Человек — протей, ризома, спонтанное нечто, на треть к тому же виртуальное.
Все люди друг другу лишние; социальная коммуникация — вероятность, а не
неизбежность. Культура — тотальный флешмоб.
Не мироздание, а миротечь: процесс, а не структура. Жидкий, текучий мир.
Поэтому под названием «роман» мы
имеем сегодня что угодно, лишь бы это «что угодно» достигло большого объема за
счет привлечения специфических средств дневникового повествования (пространный
репортаж о себе), путевых заметок, переписки или иной «документации», квазифилософских рассуждений и т.д. Но трудно развернуть в
такой объем казус, парадокс, случай, гипотезу. (Да и многих
читателей объемистый том романной прозы приводит в недоумение. Он слабо востребован.)
Лично я бываю подчас рад и удачному
инерционному торможению, когда актуальный автор вдруг умудряется вписать в
условности традиционного жанра существенные черты современной реальности.

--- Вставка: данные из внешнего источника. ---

use fake::faker::lorem::en::Sentence;
use fake::faker::name::en::Name;
use fake::Fake;
use rand::seq::SliceRandom;
use std::error::Error;
use uuid::Uuid;

use microblog::entities::users;
use microblog::{config::Config, db, follows, likes, tweets};

const FIRST_USER_KEY: &str = "test";

fn count_from_env(key: &str, default: usize) -> usize {
    std::env::var(key)
        .ok()
        .and_then(|raw| raw.parse().ok())
        .unwrap_or(default)
}

#[tokio::main]
async fn main() -> Result<(), Box<dyn Error>> {
    println!("Starting data seeding...");

    let config = Config::from_env();
    let conn = db::connect(&config).await?;
    db::migrate(&conn).await?;

    let num_users = count_from_env("SEED_USERS", 10);
    let tweets_per_user = count_from_env("SEED_TWEETS", 5);

    let users = seed_users(&conn, num_users).await?;
    let tweet_ids = seed_tweets(&conn, &users, tweets_per_user).await?;
    seed_follows(&conn, &users).await?;
    seed_likes(&conn, &users, &tweet_ids).await?;

    println!("Seeding completed!");
    Ok(())
}

async fn seed_users(
    conn: &sea_orm::DatabaseConnection,
    count: usize,
) -> Result<Vec<users::Model>, Box<dyn Error>> {
    println!("Creating {} users...", count);
    let mut users = Vec::with_capacity(count);

    for i in 0..count {
        let name: String = Name().fake();
        let name: String = name.chars().take(50).collect();
        let api_key = if i == 0 {
            FIRST_USER_KEY.to_string()
        } else {
            Uuid::new_v4().to_string()
        };

        let user = match microblog::users::create_user(conn, &name, &api_key).await {
            Ok(user) => user,
            Err(e) => {
                println!("Skipping user {}/{}: {}", i + 1, count, e);
                continue;
            }
        };
        println!(
            "Created user {}/{}: {} (api-key {})",
            i + 1,
            count,
            user.name,
            api_key
        );
        users.push(user);
    }

    Ok(users)
}

async fn seed_tweets(
    conn: &sea_orm::DatabaseConnection,
    users: &[users::Model],
    tweets_per_user: usize,
) -> Result<Vec<i32>, Box<dyn Error>> {
    println!("Creating {} tweets per user...", tweets_per_user);
    let total_tweets = users.len() * tweets_per_user;
    let mut tweet_ids = Vec::with_capacity(total_tweets);

    for user in users {
        for _ in 0..tweets_per_user {
            let content: String = Sentence(3..10).fake();
            let content: String = content.chars().take(tweets::MAX_CONTENT_CHARS).collect();
            tweet_ids.push(tweets::create_tweet(conn, user, &content, &[]).await?);

            if tweet_ids.len() % 100 == 0 {
                println!("Created {}/{} tweets", tweet_ids.len(), total_tweets);
            }
        }
    }

    Ok(tweet_ids)
}

async fn seed_follows(
    conn: &sea_orm::DatabaseConnection,
    users: &[users::Model],
) -> Result<(), Box<dyn Error>> {
    let per_user = (users.len() / 3).max(1);
    println!("Creating up to {} follows per user...", per_user);

    for user in users {
        let targets: Vec<&users::Model> = users
            .choose_multiple(&mut rand::thread_rng(), per_user)
            .filter(|target| target.id != user.id)
            .collect();
        for target in targets {
            if let Err(e) = follows::add_follow(conn, user.id, target.id).await {
                println!("Skipping follow {} -> {}: {}", user.id, target.id, e);
            }
        }
    }

    Ok(())
}

async fn seed_likes(
    conn: &sea_orm::DatabaseConnection,
    users: &[users::Model],
    tweet_ids: &[i32],
) -> Result<(), Box<dyn Error>> {
    let per_user = (tweet_ids.len() / 10).max(1);
    println!("Creating up to {} likes per user...", per_user);

    for user in users {
        let liked: Vec<i32> = tweet_ids
            .choose_multiple(&mut rand::thread_rng(), per_user)
            .copied()
            .collect();
        for tweet_id in liked {
            if let Err(e) = likes::add_like(conn, user.id, tweet_id).await {
                println!("Skipping like {} -> {}: {}", user.id, tweet_id, e);
            }
        }
    }

    Ok(())
}
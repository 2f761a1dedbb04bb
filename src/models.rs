use serde::{Deserialize, Serialize};

#[derive(Debug, Clone, PartialEq, Eq, Serialize, Deserialize)]
pub struct UserShort {
    pub id: i32,
    pub name: String,
}

#[derive(Debug, Clone, PartialEq, Eq, Serialize, Deserialize)]
pub struct UserProfile {
    pub id: i32,
    pub name: String,
    pub followers: Vec<UserShort>,
    pub following: Vec<UserShort>,
}

#[derive(Debug, Serialize, Deserialize)]
pub struct UserResponse {
    pub result: bool,
    pub user: UserProfile,
}

#[derive(Debug, Clone, PartialEq, Eq, Serialize, Deserialize)]
pub struct TweetLike {
    pub user_id: i32,
    pub name: String,
}

#[derive(Debug, Clone, PartialEq, Eq, Serialize, Deserialize)]
pub struct FeedTweet {
    pub id: i32,
    pub content: String,
    pub attachments: Vec<String>,
    pub author: UserShort,
    pub likes: Vec<TweetLike>,
}

#[derive(Debug, Serialize, Deserialize)]
pub struct FeedResponse {
    pub result: bool,
    pub tweets: Vec<FeedTweet>,
}

#[derive(Debug, Serialize, Deserialize)]
pub struct CreateTweetRequest {
    pub tweet_data: String,
    #[serde(default)]
    pub tweet_media_ids: Vec<i32>,
}

#[derive(Debug, Serialize, Deserialize)]
pub struct CreateTweetResponse {
    pub result: bool,
    pub tweet_id: i32,
}

#[derive(Debug, Serialize, Deserialize)]
pub struct MediaResponse {
    pub result: bool,
    pub media_id: i32,
}

#[derive(Debug, Serialize, Deserialize)]
pub struct ResultResponse {
    pub result: bool,
}

impl ResultResponse {
    pub fn ok() -> Self {
        Self { result: true }
    }
}
use actix_files::NamedFile;
use actix_multipart::Multipart;
use actix_web::{delete, get, post, web, HttpResponse};
use futures::TryStreamExt;
use log::{debug, warn};
use sea_orm::DatabaseConnection;

use crate::auth::CurrentUser;
use crate::config::Config;
use crate::error::ApiError;
use crate::models::{
    CreateTweetRequest, CreateTweetResponse, FeedResponse, MediaResponse, ResultResponse,
    UserResponse,
};
use crate::{feed, follows, likes, medias, tweets, users};

const UPLOAD_FIELD: &str = "file";

fn parse_id(raw: &str, not_found: &str) -> Result<i32, ApiError> {
    raw.parse()
        .map_err(|_| ApiError::NotFound(not_found.to_string()))
}

#[get("/")]
pub async fn index(config: web::Data<Config>) -> Result<NamedFile, ApiError> {
    Ok(NamedFile::open_async(config.static_dir.join("index.html")).await?)
}

#[get("/users/me")]
pub async fn get_me(
    user: CurrentUser,
    db: web::Data<DatabaseConnection>,
) -> Result<HttpResponse, ApiError> {
    let profile = users::profile(db.get_ref(), &user.0).await?;
    Ok(HttpResponse::Ok().json(UserResponse {
        result: true,
        user: profile,
    }))
}

#[get("/users/{user_id}")]
pub async fn get_user(
    _user: CurrentUser,
    db: web::Data<DatabaseConnection>,
    user_id: web::Path<String>,
) -> Result<HttpResponse, ApiError> {
    let user_id = parse_id(&user_id, "User not found")?;
    let profile = users::profile_by_id(db.get_ref(), user_id).await?;
    Ok(HttpResponse::Ok().json(UserResponse {
        result: true,
        user: profile,
    }))
}

#[post("/users/{user_id}/follow")]
pub async fn follow_user(
    user: CurrentUser,
    db: web::Data<DatabaseConnection>,
    user_id: web::Path<String>,
) -> Result<HttpResponse, ApiError> {
    let followed_id = parse_id(&user_id, "User not found")?;
    follows::add_follow(db.get_ref(), user.id(), followed_id).await?;
    Ok(HttpResponse::Ok().json(ResultResponse::ok()))
}

#[delete("/users/{user_id}/follow")]
pub async fn unfollow_user(
    user: CurrentUser,
    db: web::Data<DatabaseConnection>,
    user_id: web::Path<String>,
) -> Result<HttpResponse, ApiError> {
    let followed_id = parse_id(&user_id, "Subscription not found")?;
    follows::remove_follow(db.get_ref(), user.id(), followed_id).await?;
    Ok(HttpResponse::Ok().json(ResultResponse::ok()))
}

#[get("/tweets")]
pub async fn get_home_feed(
    user: CurrentUser,
    db: web::Data<DatabaseConnection>,
) -> Result<HttpResponse, ApiError> {
    let tweets = feed::home_feed(db.get_ref(), &user.0).await?;
    Ok(HttpResponse::Ok().json(FeedResponse {
        result: true,
        tweets,
    }))
}

#[post("/tweets")]
pub async fn create_tweet(
    user: CurrentUser,
    db: web::Data<DatabaseConnection>,
    tweet_data: web::Json<CreateTweetRequest>,
) -> Result<HttpResponse, ApiError> {
    let tweet_id = tweets::create_tweet(
        db.get_ref(),
        &user.0,
        &tweet_data.tweet_data,
        &tweet_data.tweet_media_ids,
    )
    .await?;
    Ok(HttpResponse::Ok().json(CreateTweetResponse {
        result: true,
        tweet_id,
    }))
}

#[delete("/tweets/{tweet_id}")]
pub async fn delete_tweet(
    user: CurrentUser,
    db: web::Data<DatabaseConnection>,
    tweet_id: web::Path<String>,
) -> Result<HttpResponse, ApiError> {
    let tweet_id = parse_id(&tweet_id, "Tweet not found")?;
    tweets::delete_tweet(db.get_ref(), &user.0, tweet_id).await?;
    Ok(HttpResponse::Ok().json(ResultResponse::ok()))
}

#[post("/tweets/{tweet_id}/likes")]
pub async fn like_tweet(
    user: CurrentUser,
    db: web::Data<DatabaseConnection>,
    tweet_id: web::Path<String>,
) -> Result<HttpResponse, ApiError> {
    let tweet_id = parse_id(&tweet_id, "Tweet not found")?;
    likes::add_like(db.get_ref(), user.id(), tweet_id).await?;
    Ok(HttpResponse::Ok().json(ResultResponse::ok()))
}

#[delete("/tweets/{tweet_id}/likes")]
pub async fn unlike_tweet(
    user: CurrentUser,
    db: web::Data<DatabaseConnection>,
    tweet_id: web::Path<String>,
) -> Result<HttpResponse, ApiError> {
    let tweet_id = parse_id(&tweet_id, "Tweet not found")?;
    likes::remove_like(db.get_ref(), user.id(), tweet_id).await?;
    Ok(HttpResponse::Ok().json(ResultResponse::ok()))
}

#[post("/medias")]
pub async fn upload_media(
    user: CurrentUser,
    db: web::Data<DatabaseConnection>,
    config: web::Data<Config>,
    mut payload: Multipart,
) -> Result<HttpResponse, ApiError> {
    let malformed = |e: actix_multipart::MultipartError| {
        warn!("Malformed upload from user {}: {}", user.id(), e);
        ApiError::BadRequest("File is missing".to_string())
    };

    while let Some(mut field) = payload.try_next().await.map_err(malformed)? {
        if field.name() != UPLOAD_FIELD {
            continue;
        }
        let filename = match field.content_disposition().get_filename() {
            Some(name) if !name.is_empty() => name.to_owned(),
            _ => break,
        };

        let mut bytes = Vec::new();
        while let Some(chunk) = field.try_next().await.map_err(malformed)? {
            if bytes.len() + chunk.len() > config.max_upload_bytes {
                warn!(
                    "Upload {} from user {} exceeds {} bytes",
                    filename,
                    user.id(),
                    config.max_upload_bytes
                );
                return Err(ApiError::BadRequest("File is too large".to_string()));
            }
            bytes.extend_from_slice(&chunk);
        }
        debug!("Received {} ({} bytes) from user {}", filename, bytes.len(), user.id());

        let media_id =
            medias::store_media(db.get_ref(), &config.media_dir, &filename, &bytes).await?;
        return Ok(HttpResponse::Ok().json(MediaResponse {
            result: true,
            media_id,
        }));
    }

    Err(ApiError::BadRequest("File is missing".to_string()))
}

#[cfg(test)]
mod tests {
    use super::*;

    #[test]
    fn non_numeric_ids_are_not_found() {
        assert_eq!(
            parse_id("{}", "Tweet not found"),
            Err(ApiError::NotFound("Tweet not found".to_string()))
        );
        assert_eq!(parse_id("42", "Tweet not found"), Ok(42));
    }
}
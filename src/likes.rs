use log::{info, warn};
use sea_orm::{ConnectionTrait, EntityTrait, Set, TransactionTrait};

use crate::entities::{likes, tweets};
use crate::error::{is_unique_violation, ApiError};

async fn ensure_tweet<C: ConnectionTrait>(db: &C, tweet_id: i32) -> Result<(), ApiError> {
    tweets::Entity::find_by_id(tweet_id)
        .one(db)
        .await?
        .map(|_| ())
        .ok_or_else(|| ApiError::NotFound("Tweet not found".to_string()))
}

fn duplicate_like() -> ApiError {
    ApiError::Conflict("Like already exists".to_string())
}

/// Records that `user_id` likes `tweet_id`.
///
/// The composite key on `likes` is what settles concurrent adds: a key
/// violation on insert is the same `Conflict` the pre-check reports.
pub async fn add_like<C>(db: &C, user_id: i32, tweet_id: i32) -> Result<(), ApiError>
where
    C: ConnectionTrait + TransactionTrait,
{
    let txn = db.begin().await?;

    ensure_tweet(&txn, tweet_id).await?;

    if likes::Entity::find_by_id((user_id, tweet_id))
        .one(&txn)
        .await?
        .is_some()
    {
        warn!("Duplicate like by user {} on tweet {}", user_id, tweet_id);
        return Err(duplicate_like());
    }

    let like = likes::ActiveModel {
        user_id: Set(user_id),
        tweet_id: Set(tweet_id),
    };
    match likes::Entity::insert(like).exec_without_returning(&txn).await {
        Ok(_) => {}
        Err(e) if is_unique_violation(&e) => {
            warn!("Concurrent like by user {} on tweet {}", user_id, tweet_id);
            return Err(duplicate_like());
        }
        Err(e) => return Err(e.into()),
    }

    txn.commit().await?;
    info!("Like added: user {} -> tweet {}", user_id, tweet_id);
    Ok(())
}

/// Removes a like. Not idempotent: a second removal reports `NotFound`.
pub async fn remove_like<C>(db: &C, user_id: i32, tweet_id: i32) -> Result<(), ApiError>
where
    C: ConnectionTrait + TransactionTrait,
{
    let txn = db.begin().await?;

    ensure_tweet(&txn, tweet_id).await?;

    let removed = likes::Entity::delete_by_id((user_id, tweet_id))
        .exec(&txn)
        .await?;
    if removed.rows_affected == 0 {
        return Err(ApiError::NotFound("Like already revoked".to_string()));
    }

    txn.commit().await?;
    info!("Like removed: user {} -> tweet {}", user_id, tweet_id);
    Ok(())
}
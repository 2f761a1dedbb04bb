use chrono::Utc;
use log::{info, warn};
use sea_orm::{
    sea_query::Expr, ActiveModelTrait, ColumnTrait, ConnectionTrait, EntityTrait, QueryFilter,
    Set, TransactionTrait,
};

use crate::entities::{medias, tweets, users};
use crate::error::ApiError;

pub const MAX_CONTENT_CHARS: usize = 280;

pub fn validate_content(content: &str) -> Result<(), ApiError> {
    if content.trim().is_empty() {
        return Err(ApiError::BadRequest("Tweet content is empty".to_string()));
    }
    if content.chars().count() > MAX_CONTENT_CHARS {
        return Err(ApiError::BadRequest(format!(
            "Tweet content exceeds {} characters",
            MAX_CONTENT_CHARS
        )));
    }
    Ok(())
}

/// Stores a tweet by `author` and points every media row in `media_ids` at it,
/// all in one transaction. Returns the new tweet id.
pub async fn create_tweet<C>(
    db: &C,
    author: &users::Model,
    content: &str,
    media_ids: &[i32],
) -> Result<i32, ApiError>
where
    C: ConnectionTrait + TransactionTrait,
{
    validate_content(content)?;

    let txn = db.begin().await?;

    let tweet = tweets::ActiveModel {
        user_id: Set(author.id),
        content: Set(content.to_owned()),
        created_at: Set(Utc::now()),
        ..Default::default()
    }
    .insert(&txn)
    .await?;

    if !media_ids.is_empty() {
        let attached = medias::Entity::update_many()
            .col_expr(medias::Column::TweetId, Expr::value(tweet.id))
            .filter(medias::Column::Id.is_in(media_ids.iter().copied()))
            .exec(&txn)
            .await?;
        info!(
            "Attached {} of {} media to tweet {}",
            attached.rows_affected,
            media_ids.len(),
            tweet.id
        );
    }

    txn.commit().await?;
    info!("Tweet created successfully: {}", tweet.id);
    Ok(tweet.id)
}

/// Deletes a tweet when the caller's key matches its author's key. Media and
/// likes of the tweet go with it.
pub async fn delete_tweet<C>(db: &C, caller: &users::Model, tweet_id: i32) -> Result<(), ApiError>
where
    C: ConnectionTrait + TransactionTrait,
{
    let txn = db.begin().await?;

    let (tweet, author) = tweets::Entity::find_by_id(tweet_id)
        .find_also_related(users::Entity)
        .one(&txn)
        .await?
        .ok_or_else(|| ApiError::NotFound("Tweet not found".to_string()))?;

    let owned = author.map_or(false, |author| author.api_key == caller.api_key);
    if !owned {
        warn!(
            "User {} tried to delete tweet {} of user {}",
            caller.id, tweet.id, tweet.user_id
        );
        return Err(ApiError::Forbidden(
            "You can only delete your own tweets".to_string(),
        ));
    }

    tweets::Entity::delete_by_id(tweet.id).exec(&txn).await?;
    txn.commit().await?;

    info!("Tweet deleted: {}", tweet_id);
    Ok(())
}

Впрочем, это часто означает, что сама эта реальность в каких-то своих сегментах
и векторах отстойно-рутинна, иногда болезненно
рутинна, — там и пасется литератор-ретроград, литератор-традиционалист, который
все же берется за «современную тему».
Что же касается «исторической
темы», то современный сочинитель, выходя за пределы личного опыта, редко
оказывается убедителен. Разве что у него есть специальные исторические знания
(случай Е. Водолазкина или Л. Юзефовича) или
виртуозное умение имитировать традиционные стили и средства повествования, беря
их взаймы (а скорее — без отдачи) у писателей прошлого.
Не факт, что грядет время
глобального релятивизма и беспринципной гибридности. В диффузном брожении сомнительной эпохи
«остается место» личному выбору. И даже больше: личный выбор
чем дальше, тем больше генерализуется до
перманентного способа жить — а литература становится не пространством идеосимуляций, а последним, возможно, прибежищем мыслящей
личности в мо€роке визуализаций и хаосе пиара/пропаганды.
Однако говорить об
этом современному автору легко в формате поста в авторском блоге или даже камента на чужой стене в соцсети. И гораздо труднее — симулировать большую форму как
художественную необходимость и неизбежность.
Актуальная литература — это
авторский жанр. Писатель — номад, дервиш, интуит,
бродяга и даже попрошайка. А его метод — прикладная флюидоскопия, ловля черной кошки в темной комнате.
Актуальное литературное
произведение предстоит мыслить как своего рода иероглиф, предназначенный для
уникальной коммуникации: авторский ответ на вызов нашей парадоксальной,
пестрой, нервной, суматошной и спонтанной эпохи, лишь имитирующей временами
величие и статику, повод для непредсказуемого интерактива.